LinguList commented 3 years ago

As a result of this decision, which has grown over the years, I am strictly against the fruitless on-vowel annotation, and for this reason, it is also not really supported well in CLTS, but rather follow the common practice of many linguists to put tone at the side in initial analyses of African languages (and therefore not mark it at all in lexibank datasets, but keeping trace by using the slash-construct á/a), and recommending people to really start annotating tone in the form of tiers.

LinguList commented 3 years ago

So in the tier-case, you'd have a sequence k o ŋ o m u and a tonal tier that would e.g., be 1 1 2 2 1 1, indicating the individual tones in which the segments occur. This is also reflecting a proposal of Hoenigswald to explain Grimms/Verner's law, where he does label accented consonants differently than non-accented consonants (or pre-accented, whatever one wants to model).
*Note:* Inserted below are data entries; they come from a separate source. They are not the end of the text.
//! End-to-end scenarios for the AppService loops.
//!
//! The full service (button watcher, idle watcher, drain loop, engine)
//! runs against [`MockHardware`] on a [`SimClock`], so multi-minute
//! appliance sessions execute instantly and every timestamp is exact.
//!
//! Reference timeline with default timings:
//!
//! ```text
//!   0      greeting (valves closed)             700   loops start
//!   1000   press ──300ms── 1300 release, short beep ─▶ 1500 flush+filter queued
//!   1500   Flush ─10s─▶ 11500 Disposal ─60s─▶ 71500 Closed, ack beep ─▶ 71700
//!   71700  Filter ─120s─▶ 191700 Closed, 3 beeps ─▶ 193300
//! ```

use core::pin::pin;

use crate::mock_hw::{MockHardware, RecordingSink, SharedStore};

use osmoflow::adapters::time::SimClock;
use osmoflow::app::commands::AppCommand;
use osmoflow::app::events::AppEvent;
use osmoflow::app::ports::{ConfigPort, ValveMode};
use osmoflow::app::service::AppService;
use osmoflow::config::SystemConfig;
use osmoflow::drivers::button::ButtonEvent;
use osmoflow::operation::{OperationKind, TaskRecord};
use osmoflow::scheduler::QUEUE_CAPACITY;

type App = AppService<MockHardware, SharedStore, RecordingSink, SimClock>;

struct Rig {
    clock: SimClock,
    hw: MockHardware,
    sink: RecordingSink,
    store: SharedStore,
}

fn build(config: SystemConfig) -> (App, Rig) {
    let clock = SimClock::new();
    let hw = MockHardware::new(&clock);
    let sink = RecordingSink::new(&hw);
    let store = SharedStore::default();
    let app = AppService::new(config, hw.clone(), store.clone(), sink.clone(), clock.clone());
    (
        app,
        Rig {
            clock,
            hw,
            sink,
            store,
        },
    )
}

fn history(app: &App) -> Vec<TaskRecord> {
    app.scheduler().history().copied().collect()
}

fn summary(app: &App) -> Vec<(OperationKind, bool)> {
    history(app).iter().map(|r| (r.kind, r.completed)).collect()
}

fn enqueue(kind: OperationKind, duration_secs: Option<u32>) -> AppCommand {
    AppCommand::Enqueue {
        kind,
        duration_secs,
    }
}

// ── Boot ──────────────────────────────────────────────────────

#[test]
fn boot_closes_valves_and_greets() {
    let (app, rig) = build(SystemConfig::default());
    let mut run = pin!(app.run());
    rig.clock.run_until(run.as_mut(), 5_000);

    assert_eq!(rig.hw.valve_log(), vec![(0, ValveMode::Closed)]);
    assert_eq!(rig.hw.beep_starts(), vec![0, 200]);
    assert_eq!(rig.sink.events(), vec![AppEvent::Started]);
    assert!(app.scheduler().is_idle());
}

// ── Button gestures ───────────────────────────────────────────

#[test]
fn first_short_press_flushes_then_filters() {
    let (app, rig) = build(SystemConfig::default());
    rig.hw.press(1_000, 300);
    let mut run = pin!(app.run());
    rig.clock.run_until(run.as_mut(), 200_000);

    assert_eq!(
        rig.hw.valve_log(),
        vec![
            (0, ValveMode::Closed),
            (1_500, ValveMode::Flush),
            (11_500, ValveMode::Disposal),
            (71_500, ValveMode::Closed),
            (71_700, ValveMode::Filter),
            (191_700, ValveMode::Closed),
        ]
    );
    // Greeting, press ack, flush ack, then the three completion beeps.
    assert_eq!(
        rig.hw.beep_starts(),
        vec![0, 200, 1_300, 71_500, 191_700, 192_300, 192_900]
    );

    let records = history(&app);
    assert_eq!(
        summary(&app),
        vec![(OperationKind::Flush, true), (OperationKind::Filter, true)]
    );
    assert_eq!((records[0].start_ms, records[0].end_ms), (1_500, 71_700));
    assert_eq!((records[1].start_ms, records[1].end_ms), (71_700, 193_300));
    assert!(app.scheduler().is_idle());
}

#[test]
fn press_on_fresh_water_skips_flush() {
    let (app, rig) = build(SystemConfig::default());
    rig.hw.press(1_000, 300);
    rig.hw.press(200_000, 300);
    let mut run = pin!(app.run());
    rig.clock.run_until(run.as_mut(), 210_000);

    // Last operation ended at 193.3s, well inside the 300s window.
    let running = app.scheduler().current().copied().expect("filter should be running");
    assert_eq!(running.op.kind, OperationKind::Filter);
    assert_eq!(running.started_ms, 200_500);
    assert_eq!(app.scheduler().pending_len(), 0);
    assert_eq!(rig.hw.valve_mode(), ValveMode::Filter);
}

#[test]
fn presses_within_debounce_are_ignored() {
    let (app, rig) = build(SystemConfig::default());
    rig.hw.press(1_000, 40);
    rig.hw.press(3_000, 20);
    let mut run = pin!(app.run());
    rig.clock.run_until(run.as_mut(), 10_000);

    assert_eq!(rig.sink.count(|e| matches!(e, AppEvent::ButtonPressed(_))), 0);
    assert_eq!(rig.hw.valve_modes(), vec![ValveMode::Closed]);
    assert_eq!(rig.hw.beep_starts(), vec![0, 200]);
    assert!(app.scheduler().is_idle());
}

#[test]
fn long_press_when_idle_runs_long_filter() {
    let (app, rig) = build(SystemConfig::default());
    rig.hw.press(1_000, 1_600);
    let mut run = pin!(app.run());
    rig.clock.run_until(run.as_mut(), 3_700_000);

    assert!(rig.sink.events().contains(&AppEvent::ButtonPressed(ButtonEvent::LongPress)));
    let queued: Vec<_> = rig
        .sink
        .events()
        .into_iter()
        .filter_map(|e| match e {
            AppEvent::OperationQueued(op) => Some((op.kind, op.duration_secs)),
            _ => None,
        })
        .collect();
    assert_eq!(
        queued,
        vec![(OperationKind::Flush, None), (OperationKind::Filter, Some(3_600))]
    );

    // Long beep 2600..3100, flush 3100..73300, filter for one hour.
    assert_eq!(rig.hw.valve_log().last(), Some(&(3_673_300, ValveMode::Closed)));
    assert_eq!(
        summary(&app),
        vec![(OperationKind::Flush, true), (OperationKind::Filter, true)]
    );
}

// ── Cancellation ──────────────────────────────────────────────

#[test]
fn press_during_flush_skips_to_filter() {
    let (app, rig) = build(SystemConfig::default());
    rig.hw.press(1_000, 300);
    rig.hw.press(5_000, 300);
    let mut run = pin!(app.run());
    rig.clock.run_until(run.as_mut(), 10_000);

    assert_eq!(
        rig.hw.valve_log(),
        vec![
            (0, ValveMode::Closed),
            (1_500, ValveMode::Flush),
            (5_500, ValveMode::Closed),
            (5_700, ValveMode::Filter),
        ]
    );
    let records = history(&app);
    assert_eq!(summary(&app), vec![(OperationKind::Flush, false)]);
    assert_eq!(records[0].end_ms, 5_700);
    assert_eq!(
        app.scheduler().current().map(|r| r.op.kind),
        Some(OperationKind::Filter)
    );
}

#[test]
fn short_press_stops_filter_silently() {
    let (app, rig) = build(SystemConfig::default());
    rig.hw.press(1_000, 300);
    rig.hw.press(100_000, 300);
    let mut run = pin!(app.run());
    rig.clock.run_until(run.as_mut(), 200_000);

    assert_eq!(rig.hw.valve_log().last(), Some(&(100_500, ValveMode::Closed)));
    // No completion melody after the stop: the last beep is the press ack.
    assert_eq!(rig.hw.beep_starts().last(), Some(&100_300));
    assert_eq!(
        summary(&app),
        vec![(OperationKind::Flush, true), (OperationKind::Filter, false)]
    );
    assert_eq!(app.config().filter_secs, 120, "short press must not recalibrate");
}

#[test]
fn cancel_during_finish_melody_keeps_completion() {
    let (app, rig) = build(SystemConfig::default());
    rig.hw.press(1_000, 300);
    // Filter closes at 191.7s; melody plays until 193.3s.
    rig.hw.press(192_000, 300);
    // Next filter must run its full length despite the earlier request.
    rig.hw.press(200_000, 300);
    let mut run = pin!(app.run());
    rig.clock.run_until(run.as_mut(), 330_000);

    assert_eq!(rig.sink.count(|e| matches!(e, AppEvent::CancelRequested(_))), 1);
    assert_eq!(
        summary(&app),
        vec![
            (OperationKind::Flush, true),
            (OperationKind::Filter, true),
            (OperationKind::Filter, true),
        ]
    );
    assert_eq!(rig.hw.valve_log().last(), Some(&(320_500, ValveMode::Closed)));
}
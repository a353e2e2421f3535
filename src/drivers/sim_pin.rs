//! In-memory GPIO pin for host builds.
//!
//! Clones share the same level, so a test (or the host simulation) can
//! keep a tap on a pin whose driver owns another clone.

use core::cell::Cell;
use core::convert::Infallible;
use std::rc::Rc;

use embedded_hal::digital::{ErrorType, InputPin, OutputPin};

#[derive(Debug, Clone)]
pub struct SimPin {
    level: Rc<Cell<bool>>,
}

impl SimPin {
    /// New pin at the given level (`true` = HIGH).
    pub fn new(high: bool) -> Self {
        Self {
            level: Rc::new(Cell::new(high)),
        }
    }

    pub fn level(&self) -> bool {
        self.level.get()
    }

    /// Force the level from outside (e.g. simulate a button press).
    pub fn set_level(&self, high: bool) {
        self.level.set(high);
    }
}

impl ErrorType for SimPin {
    type Error = Infallible;
}

impl OutputPin for SimPin {
    fn set_low(&mut self) -> Result<(), Self::Error> {
        self.level.set(false);
        Ok(())
    }

    fn set_high(&mut self) -> Result<(), Self::Error> {
        self.level.set(true);
        Ok(())
    }
}

impl InputPin for SimPin {
    fn is_high(&mut self) -> Result<bool, Self::Error> {
        Ok(self.level.get())
    }

    fn is_low(&mut self) -> Result<bool, Self::Error> {
        Ok(!self.level.get())
    }
}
LinguList commented 3 years ago

My proposed solution for these high-tone cases would be to list them exhaustively, if one wants to do so. But note that á is far from being unambiguous as an annotation, since it means so many different things in transcription systems and is often confused. For this reason as well, I'd rather explicitly clean all data for now from tones and restrict analyses involving tones to explicit cases, where one can really control for them, i.e., small datasets which one annotates etymologically in good faith to uncover sound laws.

XachaB commented 3 years ago

Thanks for the long answer.

On tones specifically:

I am really interested in the proposition for multi-tiered sequences. This is a common recurrent problem, which I find particularly difficult to get right. Having the input already specify the full tonal tier indeed sounds like a really good thing. Do you also require some information on syllable structure ? I know you have tools in lingpy to guess it, but of course it can't match perfectly expert jugement. E.g. shouldn't there be a difference in the tonal tier between b a b a 1 1 1 1 (two syllables with the same tone) and b a k s, 1 1 1 1 (a single syllable) ? Do you then treat each sequence completely independently, or do you have an implementation for truly multi-tiered sequences ? If you do, I am extremely interested in seeing how it works, and what sort of manipulations it allows. This is off-topic for this particular issue, but I am very curious to learn more :)
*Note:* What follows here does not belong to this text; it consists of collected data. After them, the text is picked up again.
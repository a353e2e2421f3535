//! Clock adapters.
//!
//! - [`SystemClock`]: production clock.  Monotonic time comes from
//!   `esp_timer_get_time()` on ESP-IDF and `std::time::Instant` on the
//!   host; sleeps are `async-io-mini` timers driven by
//!   [`time_driver`](crate::time_driver).
//! - [`SimClock`]: virtual clock for host simulation and tests.  Time
//!   only moves when [`SimClock::run_until`] advances it, which makes
//!   multi-hour appliance scenarios run deterministically in milliseconds.

use core::cell::Cell;
use core::future::Future;
use core::pin::Pin;
use core::task::{Context, Poll};
use core::time::Duration;
use std::rc::Rc;

use crate::app::ports::Clock;
use crate::time_driver;

// ───────────────────────────────────────────────────────────────
// SystemClock
// ───────────────────────────────────────────────────────────────

/// Time adapter backed by the platform's monotonic timer.
///
/// Reads the same tick source as the `embassy-time` driver in
/// [`time_driver`](crate::time_driver), so `now_ms` and timer deadlines
/// agree.
#[derive(Debug, Default)]
pub struct SystemClock;

impl SystemClock {
    pub fn new() -> Self {
        // Pins the host epoch to boot.
        let _ = time_driver::now_ticks();
        Self
    }
}

impl Clock for SystemClock {
    /// Milliseconds since boot (monotonic).
    fn now_ms(&self) -> u64 {
        time_driver::now_ticks() / 1000
    }

    fn sleep(&self, duration: Duration) -> impl Future<Output = ()> {
        async move {
            async_io_mini::Timer::after(duration).await;
        }
    }
}

// ───────────────────────────────────────────────────────────────
// SimClock
// ───────────────────────────────────────────────────────────────

/// Poll rounds granted to the tasks between two time jumps, so that
/// chains of signal hand-offs settle before the clock moves on.
const SETTLE_POLLS: usize = 4;

#[derive(Debug, Default)]
struct SimState {
    now_ms: Cell<u64>,
    /// Earliest deadline of any sleep polled since the last jump.
    next_deadline: Cell<Option<u64>>,
}

impl SimState {
    fn note_deadline(&self, deadline: u64) {
        let next = match self.next_deadline.get() {
            Some(d) => d.min(deadline),
            None => deadline,
        };
        self.next_deadline.set(Some(next));
    }
}

/// Deterministic virtual clock.  Clones share the same time.
///
/// Sleeps created by this clock do not register wakers: they must be
/// driven by [`SimClock::run_until`], which re-polls every task after
/// each time jump.
#[derive(Debug, Clone, Default)]
pub struct SimClock {
    state: Rc<SimState>,
}

impl SimClock {
    pub fn new() -> Self {
        Self::default()
    }

    /// Jump the clock forward without polling anything.
    pub fn advance(&self, duration: Duration) {
        let now = self.state.now_ms.get();
        self.state.now_ms.set(now + duration.as_millis() as u64);
    }

    /// Poll `app` while advancing virtual time up to `until_ms`.
    ///
    /// Time jumps straight to the earliest pending sleep deadline, so idle
    /// stretches cost nothing.  Returns `Some(output)` if `app` finished
    /// first.  `app` stays valid afterwards and can be resumed by a later
    /// call.
    pub fn run_until<F: Future>(&self, app: Pin<&mut F>, until_ms: u64) -> Option<F::Output> {
        futures_lite::future::block_on(futures_lite::future::or(
            async { Some(app.await) },
            async {
                self.advance_until(until_ms).await;
                None
            },
        ))
    }

    async fn advance_until(&self, until_ms: u64) {
        loop {
            for _ in 0..SETTLE_POLLS {
                futures_lite::future::yield_now().await;
            }
            let now = self.state.now_ms.get();
            if now >= until_ms {
                return;
            }
            let next = self
                .state
                .next_deadline
                .take()
                .map_or(until_ms, |d| d.min(until_ms));
            self.state.now_ms.set(next.max(now));
        }
    }
}

impl Clock for SimClock {
    fn now_ms(&self) -> u64 {
        self.state.now_ms.get()
    }

    fn sleep(&self, duration: Duration) -> impl Future<Output = ()> {
        SimSleep {
            state: &self.state,
            deadline: self.state.now_ms.get() + duration.as_millis() as u64,
        }
    }
}

struct SimSleep<'a> {
    state: &'a SimState,
    deadline: u64,
}

impl Future for SimSleep<'_> {
    type Output = ();

    fn poll(self: Pin<&mut Self>, _cx: &mut Context<'_>) -> Poll<()> {
        if self.state.now_ms.get() >= self.deadline {
            Poll::Ready(())
        } else {
            self.state.note_deadline(self.deadline);
            Poll::Pending
        }
    }
}
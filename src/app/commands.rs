//! Intents produced by the maintenance policy.
//!
//! The [`policy`](crate::policy) never touches the scheduler or the
//! hardware; it returns these commands and the
//! [`AppService`](super::service::AppService) applies them in order.

use crate::operation::OperationKind;

/// Commands the maintenance policy hands to the application core.
#[derive(Debug, Clone, Copy, PartialEq, Eq)]
pub enum AppCommand {
    /// Append an operation to the scheduler queue.
    Enqueue {
        kind: OperationKind,
        /// Filter duration override in seconds.
        duration_secs: Option<u32>,
    },

    /// Cancel whatever operation is running.
    CancelCurrent,

    /// Store a new default filter duration (long-press recalibration).
    SaveFilterDuration(u32),
}

/// Upper bound on commands produced by a single policy decision.
pub const MAX_COMMANDS: usize = 4;

/// Fixed-capacity command list returned by the policy.
pub type Commands = heapless::Vec<AppCommand, MAX_COMMANDS>;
á is far from being unambiguous as an annotation, since it means so many different things in transcription systems and is often confused.

On this I very much agree.

Aside from the question of tones in particular, my point was more generally that the number of potential diacritic combinations with ultra-long can be very high. In short, this is a draw-back of the "exhaustive list" strategy.
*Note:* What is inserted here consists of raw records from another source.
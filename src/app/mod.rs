//! Application layer: hexagonal core with port traits.
//!
//! ```text
//!  ┌──────────────────────────────────────────────┐
//!  │                  AppService                  │
//!  │  scheduler · policy · engine · config        │
//!  └──────┬──────────────┬──────────────┬─────────┘
//!         │              │              │
//!    ValvePort      ButtonPort     EventSink
//!    BuzzerPort     Clock          ConfigPort
//! ```

pub mod commands;
pub mod events;
pub mod ports;
pub mod service;
//! Unified error types for the osmoflow firmware.
//!
//! A single `Error` enum that every subsystem converts into.  Cancellation
//! is deliberately absent: a cancelled operation ends with
//! [`Outcome::Cancelled`](crate::operation::Outcome), not an error.

use core::fmt;

use crate::app::ports::ConfigError;
use crate::operation::OperationId;

// ---------------------------------------------------------------------------
// Top-level firmware error
// ---------------------------------------------------------------------------

/// Every fallible operation in the firmware funnels into this type.
#[derive(Debug)]
pub enum Error {
    /// The task scheduler refused a request.
    Scheduler(SchedulerError),
    /// The operation engine could not run an operation.
    Engine(EngineError),
    /// Configuration is invalid or could not be loaded/saved.
    Config(ConfigError),
}

impl fmt::Display for Error {
    fn fmt(&self, f: &mut fmt::Formatter<'_>) -> fmt::Result {
        match self {
            Self::Scheduler(e) => write!(f, "scheduler: {e}"),
            Self::Engine(e) => write!(f, "engine: {e}"),
            Self::Config(e) => write!(f, "config: {e}"),
        }
    }
}

impl std::error::Error for Error {}

// ---------------------------------------------------------------------------
// Scheduler errors
// ---------------------------------------------------------------------------

#[derive(Debug, Clone, Copy, PartialEq, Eq)]
pub enum SchedulerError {
    /// The pending queue is at capacity; the request was dropped.
    QueueFull,
}

impl fmt::Display for SchedulerError {
    fn fmt(&self, f: &mut fmt::Formatter<'_>) -> fmt::Result {
        match self {
            Self::QueueFull => write!(f, "pending queue full"),
        }
    }
}

impl From<SchedulerError> for Error {
    fn from(e: SchedulerError) -> Self {
        Self::Scheduler(e)
    }
}

// ---------------------------------------------------------------------------
// Engine errors
// ---------------------------------------------------------------------------

#[derive(Debug, Clone, Copy, PartialEq, Eq)]
pub enum EngineError {
    /// Another operation still holds the valve lease.
    ValvesBusy { holder: OperationId },
}

impl fmt::Display for EngineError {
    fn fmt(&self, f: &mut fmt::Formatter<'_>) -> fmt::Result {
        match self {
            Self::ValvesBusy { holder } => write!(f, "valves held by operation {holder}"),
        }
    }
}

impl From<EngineError> for Error {
    fn from(e: EngineError) -> Self {
        Self::Engine(e)
    }
}

impl From<ConfigError> for Error {
    fn from(e: ConfigError) -> Self {
        Self::Config(e)
    }
}

// ---------------------------------------------------------------------------
// Convenience Result alias
// ---------------------------------------------------------------------------

/// Firmware-wide `Result` alias.
pub type Result<T> = core::result::Result<T, Error>;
LinguList commented 3 years ago

We are currently exploring the multi-tiers on a larger dataset with some additional new ideas on handling sequences for historical language comparison, I'll gladly share the draft in an early stage with you, @XachaB.

As to the exhaustive list strategy: our vowel list is already extremely large, since I generated most of the vowels artificially to have a high coverage from the beginning. I think, it is still easier to add 100 more vowels and to see where this goes, potentially also with tools that make the combinations explicit, like my JS profiler (which I also use for orthography profile creation at times), rather than to increase the productive power of the CLTS system more: it covers already 8000 types, and we could never check if all of them make sense, so I'd rather not extend the power further by now...

XachaB commented 3 years ago

Ok, I'll make further PRs as needed, then. I think this choice is at least a pragmatic solution to the current issue.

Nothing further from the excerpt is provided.